Their action was targeted at what they see as the damage to the rural
economy represented by the fast-food culture, not to mention the offence
to French culinary traditions.
But Bove's Peasant Confederation and their numerous allies fit into a
developing trend in which the power of multinational corporations and
international bodies to govern people's lives is being challenged at the
grass-roots.
The scale of the protests provoked by globalisation of the world economy
was highlighted at last November's World Trade Organisation summit in
Seattle, where demonstrations by tens of thousands of protestors contributed to
the breakdown of top-level talks aimed at establishing a millennium round of
trade terms.
Since then, similar demonstrations have taken place in Washington for
the World Bank/IMF annual meeting in April, in London to mark May Day on May
1, in Bangkok in February during a UN trade conference, and in Geneva last
weekend for a world summit on social development.
Though the number and nature of the groups involved have varied from one
protest to the next, the informal coalition pitted against the power of
corporate enterprise embraces trade unionists, religious leaders,
environmentalists, farmers, consumers, human and animal rights
activists, peace advocates, artists and anarchists.

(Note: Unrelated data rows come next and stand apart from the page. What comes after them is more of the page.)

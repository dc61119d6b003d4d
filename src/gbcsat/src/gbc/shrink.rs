/*****************************************************************************************[gbc/shrink.rs]
Copyright (c) 2026, gbcsat contributors

Permission is hereby granted, free of charge, to any person obtaining a copy of this software and
associated documentation files (the "Software"), to deal in the Software without restriction,
including without limitation the rights to use, copy, modify, merge, publish, distribute,
sublicense, and/or sell copies of the Software, and to permit persons to whom the Software is
furnished to do so, subject to the following conditions:

The above copyright notice and this permission notice shall be included in all copies or
substantial portions of the Software.

THE SOFTWARE IS PROVIDED "AS IS", WITHOUT WARRANTY OF ANY KIND, EXPRESS OR IMPLIED, INCLUDING BUT
NOT LIMITED TO THE WARRANTIES OF MERCHANTABILITY, FITNESS FOR A PARTICULAR PURPOSE AND
NONINFRINGEMENT. IN NO EVENT SHALL THE AUTHORS OR COPYRIGHT HOLDERS BE LIABLE FOR ANY CLAIM,
DAMAGES OR OTHER LIABILITY, WHETHER IN AN ACTION OF CONTRACT, TORT OR OTHERWISE, ARISING FROM, OUT
OF OR IN CONNECTION WITH THE SOFTWARE OR THE USE OR OTHER DEALINGS IN THE SOFTWARE.
**************************************************************************************************/

//! Shrinking the assumption side of a candidate clause.
//!
//! Every strategy takes the assumption-side literals `alpha_a` (true under
//! the probe) and the conditional literals `neg_alpha_c` (false under the
//! probe). It keeps the assumption literals whose negation falsifies some
//! conditional literal on its own, and returns them with the conditional
//! literals nobody falsified.

use {
    super::{
        cover::{greedy_cover, preferred_cover},
        propagate_or_resolve, GbcHost, Halt,
    },
    crate::{
        clause::{lbool, Lit},
        utils,
    },
};

/// Result of a shrink.
#[derive(Debug, Clone, Default, PartialEq, Eq)]
pub(crate) struct Shrunk {
    /// Assumption literals worth keeping, in the order they were found
    pub useful: Vec<Lit>,
    /// Conditional literals left over
    pub residual: Vec<Lit>,
}

/// Assume each `¬a` alone, from level 0, and drop the conditional
/// literals it falsifies. Ends at level 0.
pub(crate) fn propagation_shrink<H: GbcHost>(
    host: &mut H,
    alpha_a: &[Lit],
    neg_alpha_c: &[Lit],
    retries: u32,
) -> Result<Shrunk, Halt> {
    let mut useful = vec![];
    let mut residual = neg_alpha_c.to_vec();

    for &a in alpha_a {
        host.backtrack(0);
        if host.is_fixed(a.var()) {
            continue;
        }
        host.assume(!a);
        if let Some(r) = propagate_or_resolve(host, Some(retries)) {
            r.recovered()?;
            continue;
        }
        let before = residual.len();
        residual.retain(|&c| host.value(c) != lbool::FALSE);
        if residual.len() < before {
            useful.push(a);
        }
    }
    host.backtrack(0);

    Ok(Shrunk { useful, residual })
}

/// Like `propagation_shrink`, but only looks at binary clauses `{a, ¬c}`.
/// Does not touch the assignment.
pub(crate) fn binary_shrink<H: GbcHost>(host: &H, alpha_a: &[Lit], neg_alpha_c: &[Lit]) -> Shrunk {
    let mut useful = vec![];
    let mut residual = neg_alpha_c.to_vec();

    for &a in alpha_a {
        if host.is_fixed(a.var()) {
            continue;
        }
        let mut keep = false;
        host.for_each_binary(a, |other| {
            let before = residual.len();
            residual.retain(|&c| c != !other);
            keep |= residual.len() < before;
        });
        if keep {
            useful.push(a);
        }
    }

    Shrunk { useful, residual }
}

/// Compute, for each `a`, the conditional literals `¬a` falsifies, and
/// pick a small family of them with set cover.
///
/// With `known_good`, the cover follows that order instead of the greedy
/// choice. Ends at level 0.
pub(crate) fn greedy_shrink<H: GbcHost>(
    host: &mut H,
    alpha_a: &[Lit],
    neg_alpha_c: &[Lit],
    known_good: Option<&[Lit]>,
    retries: u32,
) -> Result<Shrunk, Halt> {
    // `probed[i]` induces `subsets[i]`
    let mut probed: Vec<Lit> = vec![];
    let mut subsets: Vec<Vec<Lit>> = vec![];

    for &a in alpha_a {
        host.backtrack(0);
        if host.is_fixed(a.var()) {
            continue;
        }
        host.assume(!a);
        if let Some(r) = propagate_or_resolve(host, Some(retries)) {
            r.recovered()?;
            continue;
        }
        let falsified: Vec<Lit> = neg_alpha_c
            .iter()
            .copied()
            .filter(|&c| host.value(c) == lbool::FALSE)
            .collect();
        if !falsified.is_empty() {
            probed.push(a);
            subsets.push(falsified);
        }
    }
    host.backtrack(0);

    assert_eq!(probed.len(), subsets.len());
    let cover = match known_good {
        Some(order) => {
            let preferred: Vec<usize> = order
                .iter()
                .filter_map(|l| probed.iter().position(|p| p == l))
                .collect();
            preferred_cover(neg_alpha_c, &subsets, &preferred)
        }
        None => greedy_cover(neg_alpha_c, &subsets),
    };
    trace!(
        "gbc.greedy-shrink: chose {} of {} subsets",
        cover.chosen.len(),
        subsets.len()
    );

    Ok(Shrunk {
        useful: cover.chosen.iter().map(|&i| probed[i]).collect(),
        residual: cover.residual,
    })
}

/// Replay `known_good`, restricted to members of `alpha_a`: assume their
/// negations cumulatively from level 0, and keep those that propagate.
///
/// Literals that are fixed, or already decided by the previous ones, are
/// skipped. A conflict gives an empty result. Ends at level 0.
pub(crate) fn replay_shrink<H: GbcHost>(
    host: &mut H,
    alpha_a: &[Lit],
    neg_alpha_c: &[Lit],
    known_good: &[Lit],
    retries: u32,
) -> Result<Shrunk, Halt> {
    let mut useful = vec![];
    host.backtrack(0);

    for &a in known_good {
        if !alpha_a.contains(&a) || host.is_fixed(a.var()) || host.value(a) != lbool::UNDEF {
            continue;
        }
        host.assume(!a);
        if let Some(r) = propagate_or_resolve(host, Some(retries)) {
            r.recovered()?;
            host.backtrack(0);
            debug!("gbc.replay: conflict on {:?}", !a);
            return Ok(Shrunk {
                useful: vec![],
                residual: neg_alpha_c.to_vec(),
            });
        }
        useful.push(a);
    }

    let residual: Vec<Lit> = neg_alpha_c
        .iter()
        .copied()
        .filter(|&c| host.value(c) != lbool::FALSE)
        .collect();
    if !residual.is_empty() {
        debug!("gbc.replay: {} conditional literals left", residual.len());
    }
    host.backtrack(0);

    Ok(Shrunk { useful, residual })
}

/// Order `alpha_a` so that literals implying more of the others come first.
///
/// Each literal is assumed once from level 0 and ranked by how many other
/// members of `alpha_a` it makes true. Ties keep their order. Ends at level 0.
pub(crate) fn implication_order<H: GbcHost>(
    host: &mut H,
    alpha_a: &[Lit],
    retries: u32,
) -> Result<Vec<Lit>, Halt> {
    let mut ranked: Vec<(usize, Lit)> = Vec::with_capacity(alpha_a.len());
    for &a in alpha_a {
        host.backtrack(0);
        let mut rank = 0;
        if host.value(a) == lbool::UNDEF {
            host.assume(a);
            match propagate_or_resolve(host, Some(retries)) {
                None => {
                    rank = alpha_a
                        .iter()
                        .filter(|&&b| b != a && host.value(b) == lbool::TRUE)
                        .count()
                }
                Some(r) => r.recovered()?,
            }
        }
        ranked.push((rank, a));
    }
    host.backtrack(0);

    ranked.sort_by(|x, y| y.0.cmp(&x.0));
    Ok(ranked.into_iter().map(|(_, a)| a).collect())
}

/// Seeded shuffle of the assumption side.
pub(crate) fn random_order(alpha_a: &mut [Lit], seed: &mut f64) {
    utils::shuffle(alpha_a, seed)
}

#[cfg(test)]
mod test {
    use {super::*, crate::gbc::test_util::*};

    // 1 -> 4, 2 -> 4 and 5, 3 -> nothing; conditional side is {-4, -5, -6}
    fn setup() -> crate::BasicSolver {
        solver(&[&[1, -4], &[2, -4], &[2, -5], &[3, 7], &[-4, -5, -6, 8]])
    }

    #[test]
    fn test_propagation_shrink() {
        let mut s = setup();
        let alpha = lits(&[1, 2, 3]);
        let cond = lits(&[4, 5, 6]);
        let res = propagation_shrink(&mut s, &alpha, &cond, 1).unwrap();
        assert_eq!(ints(&res.useful), vec![1, 2]);
        assert_eq!(ints(&res.residual), vec![6]);
        assert_eq!(s.decision_level(), 0);
        assert!(res.residual.len() <= cond.len());
        assert!(res.residual.iter().all(|l| cond.contains(l)));
    }

    #[test]
    fn test_binary_shrink() {
        let s = setup();
        let res = binary_shrink(&s, &lits(&[2, 1, 3]), &lits(&[4, 5, 6]));
        // 2 covers both 4 and 5, so 1 is useless
        assert_eq!(ints(&res.useful), vec![2]);
        assert_eq!(ints(&res.residual), vec![6]);
    }

    #[test]
    fn test_greedy_shrink() {
        let mut s = setup();
        let alpha = lits(&[1, 2, 3]);
        let cond = lits(&[4, 5, 6]);
        let res = greedy_shrink(&mut s, &alpha, &cond, None, 1).unwrap();
        assert_eq!(ints(&res.useful), vec![2]);
        assert_eq!(ints(&res.residual), vec![6]);

        let known = lits(&[1, 2]);
        let res = greedy_shrink(&mut s, &alpha, &cond, Some(&known), 1).unwrap();
        assert_eq!(ints(&res.useful), vec![1, 2]);
        assert_eq!(ints(&res.residual), vec![6]);
        assert_eq!(s.decision_level(), 0);
    }

    #[test]
    fn test_shrink_skips_conflicts() {
        // -1 is refuted, learning 1
        let mut s = solver(&[&[1, 2], &[1, -2], &[3, -4]]);
        let res = propagation_shrink(&mut s, &lits(&[1, 3]), &lits(&[4]), 1).unwrap();
        assert_eq!(ints(&res.useful), vec![3]);
        assert!(res.residual.is_empty());
        assert!(s.is_fixed(Lit::from_dimacs(1).var()));
    }

    #[test]
    fn test_replay_is_deterministic() {
        let alpha = lits(&[10, 11]);
        let cond = lits(&[5, 6]);
        let order = lits(&[10, 11]);
        let mut results = vec![];
        for _ in 0..2 {
            let mut s = solver(&[&[10, -5], &[11, -6]]);
            let res = replay_shrink(&mut s, &alpha, &cond, &order, 1).unwrap();
            assert_eq!(s.decision_level(), 0);
            results.push(res);
        }
        assert_eq!(results[0], results[1]);
        assert_eq!(ints(&results[0].useful), vec![10, 11]);
        assert!(results[0].residual.is_empty());
    }

    #[test]
    fn test_replay_skips_outsiders() {
        let mut s = solver(&[&[10, -5], &[11, -6], &[12, -7]]);
        let res = replay_shrink(
            &mut s,
            &lits(&[11, 10]),
            &lits(&[5, 6, 7]),
            &lits(&[12, 11, 10]),
            1,
        )
        .unwrap();
        assert_eq!(ints(&res.useful), vec![11, 10]);
        assert_eq!(ints(&res.residual), vec![7]);
    }

    #[test]
    fn test_implication_order() {
        // 3 -> 2 -> 1
        let mut s = solver(&[&[-3, 2], &[-2, 1], &[4, 5]]);
        let order = implication_order(&mut s, &lits(&[1, 4, 2, 3]), 1).unwrap();
        assert_eq!(ints(&order), vec![3, 2, 1, 4]);
        assert_eq!(s.decision_level(), 0);
    }

    #[test]
    fn test_random_order_is_seeded() {
        let mut a = lits(&[1, 2, 3, 4, 5, 6]);
        let mut b = a.clone();
        random_order(&mut a, &mut 17.0);
        random_order(&mut b, &mut 17.0);
        assert_eq!(a, b);
    }
}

Their strategies involve rallies, marches, prayer services, alternative
conferences, street theatre, boycotts, blockades and
counter-demonstrations of every kind.
Groups such as the Ruckus Society in the United States, Britain's
Reclaim the Streets, the Direct Action Network or People's Global Action have
all taken to the streets to make their various points.
In broad terms their argument is that increasing poverty, low wages,
cuts in social services, sweatshops, global warming, deforestation and genetic
engineering form part of a planetary system "based on the exploitation
of people and the planet" and that international corporate finance is the
primary villain.
French participation in the anti-globalisation movement has focused on
agriculture, the environment, nuclear waste and the threat to French
culture represented by the Multilateral Agreement on Investment.
There is the same profusion of special-interest groups in France as
elsewhere, though few have taken to the streets to the same extent as
their British or US counterparts.
The best-known organisations are the 40,000-strong French Peasants
Confederation, of which Bove is a leading member, and ATTAC, a
broadly-based civic group militating for the introduction of a "Tobin tax" on
cross-border financial transactions, named after the US Nobel prize-winning
economist
James Tobin.
Several leading figures in the international anti-globalisation movement
will be heading for the south of France to lend their support to Bove
and his fellow defendants.
They include Lori Wallach, the US jurist who helped organise the
anti-WTO protests in Seattle, Susan George, the Franco-American president of the
Globalisation Observatory, Indian ecologist Vandana Shiva, and the
former European Union negotiator at GATT trade talks Paul Tran Van Tinh.